▸ WHAT IS EXPECTED: Below are some entries. Repeat exactly the lines from the one with "let file = fs::File::open(path)?;" through the one with "file.seek(SeekFrom::Start(position))?;", and only those.

▸ GIVEN DATA:
>>
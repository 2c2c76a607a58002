//! PID-file bookkeeping and process control for the background service.

use std::fs;
use std::io::{self, BufRead, BufReader, Read, Seek, SeekFrom};
use std::path::Path;
use std::time::{Duration, Instant};

use nix::sys::signal::{kill, Signal};
use nix::unistd::Pid;

/// Outcome of a stop request.
#[derive(Debug, Eq, PartialEq)]
pub enum StopOutcome {
    /// Exited on SIGTERM within the grace period.
    Graceful,
    /// Needed a SIGKILL escalation.
    Killed,
}

pub fn read_pid(path: &Path) -> Option<i32> {
    let raw = fs::read_to_string(path).ok()?;
    raw.trim().parse().ok()
}

pub fn is_alive(pid: i32) -> bool {
    kill(Pid::from_raw(pid), None).is_ok()
}

/// The running service's PID, if any. Stale PID files (process gone) are
/// removed on the way.
pub fn probe(path: &Path) -> Option<i32> {
    let pid = read_pid(path)?;
    if is_alive(pid) {
        Some(pid)
    } else {
        let _ = fs::remove_file(path);
        None
    }
}

/// SIGTERM, wait up to `grace`, escalate to SIGKILL, remove the PID file.
pub fn stop(path: &Path, pid: i32, grace: Duration) -> io::Result<StopOutcome> {
    kill(Pid::from_raw(pid), Signal::SIGTERM)
        .map_err(|err| io::Error::other(format!("failed to signal pid {pid}: {err}")))?;

    let deadline = Instant::now() + grace;
    while Instant::now() < deadline {
        if !is_alive(pid) {
            let _ = fs::remove_file(path);
            return Ok(StopOutcome::Graceful);
        }
        std::thread::sleep(Duration::from_millis(100));
    }

    let _ = kill(Pid::from_raw(pid), Signal::SIGKILL);
    let _ = fs::remove_file(path);
    Ok(StopOutcome::Killed)
}

/// Resident set size in MiB from `/proc`, best-effort.
pub fn memory_rss_mib(pid: i32) -> Option<f64> {
    let status = fs::read_to_string(format!("/proc/{pid}/status")).ok()?;
    let line = status.lines().find(|line| line.starts_with("VmRSS:"))?;
    let kib: f64 = line.split_whitespace().nth(1)?.parse().ok()?;
    Some(kib / 1024.0)
}

/// Last `count` lines of the log file.
pub fn tail_lines(path: &Path, count: usize) -> io::Result<Vec<String>> {
    let file = fs::File::open(path)?;
    let lines: Vec<String> = BufReader::new(file).lines().collect::<Result<_, _>>()?;
    let skip = lines.len().saturating_sub(count);
    Ok(lines.into_iter().skip(skip).collect())
}

/// Print the file as it grows, `tail -f` style. Runs until interrupted.
pub fn follow(path: &Path) -> io::Result<()> {
    let mut file = fs::File::open(path)?;
    let mut position = file.seek(SeekFrom::End(0))?;
    loop {
        let len = file.metadata()?.len();
        if len < position {
            // The sink rotated underneath us; reopen from the top.
            file = fs::File::open(path)?;
            position = 0;
        }
        if len > position {
            file.seek(SeekFrom::Start(position))?;
            let mut buf = String::new();
            file.read_to_string(&mut buf)?;
            position += buf.len() as u64;
            print!("{buf}");
        }
        std::thread::sleep(Duration::from_millis(500));
    }
}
<<
▸ WRITTEN REPLY:
    let file = fs::File::open(path)?;
    let lines: Vec<String> = BufReader::new(file).lines().collect::<Result<_, _>>()?;
    let skip = lines.len().saturating_sub(count);
    Ok(lines.into_iter().skip(skip).collect())
}

/// Print the file as it grows, `tail -f` style. Runs until interrupted.
pub fn follow(path: &Path) -> io::Result<()> {
    let mut file = fs::File::open(path)?;
    let mut position = file.seek(SeekFrom::End(0))?;
    loop {
        let len = file.metadata()?.len();
        if len < position {
            // The sink rotated underneath us; reopen from the top.
            file = fs::File::open(path)?;
            position = 0;
        }
        if len > position {
            file.seek(SeekFrom::Start(position))?;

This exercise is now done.